Hijack-indicator matrix
| Indicator | Result | Evidence |
|---|---|---|
| Sole committer for ≥1 year? | Yes (clean) | muchatai is the only release-tagging committer across all 23 commits since 2025-05-26 |
| Sudden new committer before incident? | No | All v2.0.32 → v2.0.55 commits authored by muchatai. The only other slug in revision history is plugin-master (the wp.org listing-entry account, one commit on 2025-05-25) |
| Author profile drift? | No | muchatai slug aligns with plugin name, plugin author URI mu.chat, and the centralized constants MUCHAT_APP_URL/MUCHAT_CDN_URL |
| Code-level malware patterns? | No | No eval/base64_decode/file_put_contents/move_uploaded_file primitives. The only eval token is a regex defending against eval injection in Widget.php |
| Outbound C2 / unknown domains? | No | All HTTP egress targets app.mu.chat (/api/validate-token) and cdn.mu.chat (widget asset). No third-party endpoints, no IP literals, no encoded URLs |
| New SVN credentials before incident? | No | Same muchatai author, no rotation event in revision history |
| Update-channel hijack? | No | Plugin uses wp.org's standard update infrastructure; no PUC library bundled |
Matrix is clean. This is the shape of a vendor mistake, not a hijack.
Probable root cause
The // Development mode - return true shortcut has been a recurring fixture in this plugin's verify_token() since v2.0.32:
- v2.0.32 → v2.0.52:
// return true;is commented out above the production validation block - v2.0.53 → v2.0.54 (refactor): comment-shortcut removed entirely; replaced with
MUCHAT_DEV_MODEconstant gate - v2.0.55: fresh
return true;(uncommented) inserted at top of method, bypassing the constant gate
Each release commit message is Update to version X.Y.Z from GitHub, indicating an automated GitHub→SVN autosync pipeline. The most plausible root cause is a developer left a return true; line in their working branch (consistent with the // TEMP: comment) and the autosync pipeline tagged and shipped it without a security review gate.
Comparable cases
- WP Beacon Audit #15 (content-egg): Historical PHP Object Injection chain that was latent and gated. Both audits document a real exploitable issue with no malicious actor — the difference is muchat-ai's issue is currently shipping, not historical.

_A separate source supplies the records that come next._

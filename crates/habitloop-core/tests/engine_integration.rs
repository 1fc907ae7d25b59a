//! Integration tests for the streak and checkoff engine.
//!
//! These drive the full workflow - create, check off, derive, filter,
//! delete - through the registry against real SQLite stores.

use chrono::{DateTime, Duration, TimeZone, Utc};
use habitloop_core::{query, CoreError, Frequency, HabitRegistry, SqliteStore};

/// Noon UTC, offset in days from 2024-01-01 (a Monday).
fn day(offset: i64) -> DateTime<Utc> {
    Utc.with_ymd_and_hms(2024, 1, 1, 12, 0, 0).unwrap() + Duration::days(offset)
}

fn registry() -> HabitRegistry<SqliteStore> {
    HabitRegistry::new(SqliteStore::open_memory().unwrap())
}

#[test]
fn daily_lifecycle_from_creation_to_deletion() {
    let registry = registry();
    let habit = registry
        .create("Read", "Read 20 pages before bed", Frequency::Daily)
        .unwrap();

    // Fresh habit: nothing recorded yet.
    let state = registry.streak_state(&habit.id, day(0)).unwrap();
    assert_eq!(state.current_length, 0);
    assert_eq!(state.longest_length, 0);
    assert!(!state.is_active);

    // Three consecutive days.
    for offset in 0..3 {
        registry.checkoff(&habit.id, day(offset)).unwrap();
    }
    let state = registry.streak_state(&habit.id, day(2)).unwrap();
    assert_eq!(state.current_length, 3);
    assert!(state.is_active);
    assert!(state.established());

    // Two days later the streak is broken but the record stands.
    let state = registry.streak_state(&habit.id, day(4)).unwrap();
    assert_eq!(state.current_length, 0);
    assert!(!state.is_active);
    assert_eq!(state.longest_length, 3);

    // Deletion cascades into the ledger and makes the id unknown.
    registry.delete(&habit.id).unwrap();
    assert!(matches!(
        registry.streak_state(&habit.id, day(4)).unwrap_err(),
        CoreError::NotFound(_)
    ));
    assert!(matches!(
        registry.checkoff(&habit.id, day(4)).unwrap_err(),
        CoreError::InvalidHabit(_)
    ));
}

#[test]
fn weekly_habit_credits_any_day_of_the_week() {
    let registry = registry();
    let habit = registry
        .create("Long run", "10k on any day", Frequency::Weekly)
        .unwrap();

    // Thursday of week one, Sunday of week two, Monday of week three.
    registry.checkoff(&habit.id, day(3)).unwrap();
    registry.checkoff(&habit.id, day(13)).unwrap();
    registry.checkoff(&habit.id, day(14)).unwrap();

    // Reference on Wednesday of week three.
    let state = registry.streak_state(&habit.id, day(16)).unwrap();
    assert_eq!(state.current_length, 3);
    assert!(state.is_active);

    // Skipping week four breaks it by week five.
    let state = registry.streak_state(&habit.id, day(29)).unwrap();
    assert_eq!(state.current_length, 0);
    assert_eq!(state.longest_length, 3);
}

#[test]
fn single_checkoff_is_counted_but_not_established() {
    let registry = registry();
    let habit = registry
        .create("Meditate", "Ten quiet minutes", Frequency::Daily)
        .unwrap();
    registry.checkoff(&habit.id, day(0)).unwrap();

    let state = registry.streak_state(&habit.id, day(0)).unwrap();
    assert_eq!(state.current_length, 1);
    assert!(state.is_active);
    assert!(!state.established());

    registry.checkoff(&habit.id, day(1)).unwrap();
    let state = registry.streak_state(&habit.id, day(1)).unwrap();
    assert!(state.established());
}

#[test]
fn filters_narrow_the_overview_without_reordering() {
    let registry = registry();
    let read = registry.create("Read", "20 pages", Frequency::Daily).unwrap();
    let run = registry.create("Run", "5k", Frequency::Weekly).unwrap();
    let write = registry.create("Write", "One paragraph", Frequency::Daily).unwrap();

    // Read: active two-day streak ending at the reference day.
    registry.checkoff(&read.id, day(5)).unwrap();
    registry.checkoff(&read.id, day(6)).unwrap();
    // Run: one checkoff weeks ago, long broken.
    registry.checkoff(&run.id, day(0)).unwrap();
    // Write: never checked off.
    let _ = write;

    let view = registry.list_all(day(6)).unwrap();
    assert_eq!(view.len(), 3);

    let daily = query::by_frequency(view.clone(), Frequency::Daily);
    let titles: Vec<_> = daily.iter().map(|row| row.habit.title.as_str()).collect();
    assert_eq!(titles, ["Read", "Write"]);

    let active_daily = query::by_active_status(daily, true);
    let titles: Vec<_> = active_daily.iter().map(|row| row.habit.title.as_str()).collect();
    assert_eq!(titles, ["Read"]);

    let busy = query::by_min_checkoffs(view.clone(), 1);
    let titles: Vec<_> = busy.iter().map(|row| row.habit.title.as_str()).collect();
    assert_eq!(titles, ["Read", "Run"]);

    let (best, holders) = query::longest_overall(&view).unwrap();
    assert_eq!(best, 2);
    assert_eq!(holders, ["Read"]);
}

#[test]
fn deleting_one_habit_leaves_the_others_untouched() {
    let registry = registry();
    let keep = registry.create("Keep", "stays around", Frequency::Daily).unwrap();
    let gone = registry.create("Gone", "gets removed", Frequency::Daily).unwrap();
    registry.checkoff(&keep.id, day(0)).unwrap();
    registry.checkoff(&gone.id, day(0)).unwrap();

    registry.delete(&gone.id).unwrap();

    let view = registry.list_all(day(0)).unwrap();
    assert_eq!(view.len(), 1);
    assert_eq!(view[0].habit.id, keep.id);
    assert_eq!(view[0].checkoff_count, 1);
}

#[test]
fn state_survives_reopening_the_database() {
    let dir = tempfile::tempdir().unwrap();
    let db_path = dir.path().join("habitloop.db");

    let habit_id = {
        let registry = HabitRegistry::new(SqliteStore::open(&db_path).unwrap());
        let habit = registry
            .create("Stretch", "Five minutes after waking", Frequency::Daily)
            .unwrap();
        registry.checkoff(&habit.id, day(0)).unwrap();
        registry.checkoff(&habit.id, day(1)).unwrap();
        habit.id
    };

    let reopened = HabitRegistry::new(SqliteStore::open(&db_path).unwrap());
    let habit = reopened.get(&habit_id).unwrap();
    assert_eq!(habit.title, "Stretch");

    let state = reopened.streak_state(&habit_id, day(1)).unwrap();
    assert_eq!(state.current_length, 2);
    assert!(state.is_active);
}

- WP Beacon Audit #34 (speedy-go): Single-author plugin shipped a license-bypass refactor with auth-related claims. Audit #34 was kept suspicious pending vendor confirmation; same posture here.
This audit does not match any active campaign in our seed (78 acquirers / 241 slugs as of 2026-05-04 convergence) and contains no IOC overlap with the EP, scroll-top/Benjamin, SiteGuarding, or codeandcore clusters.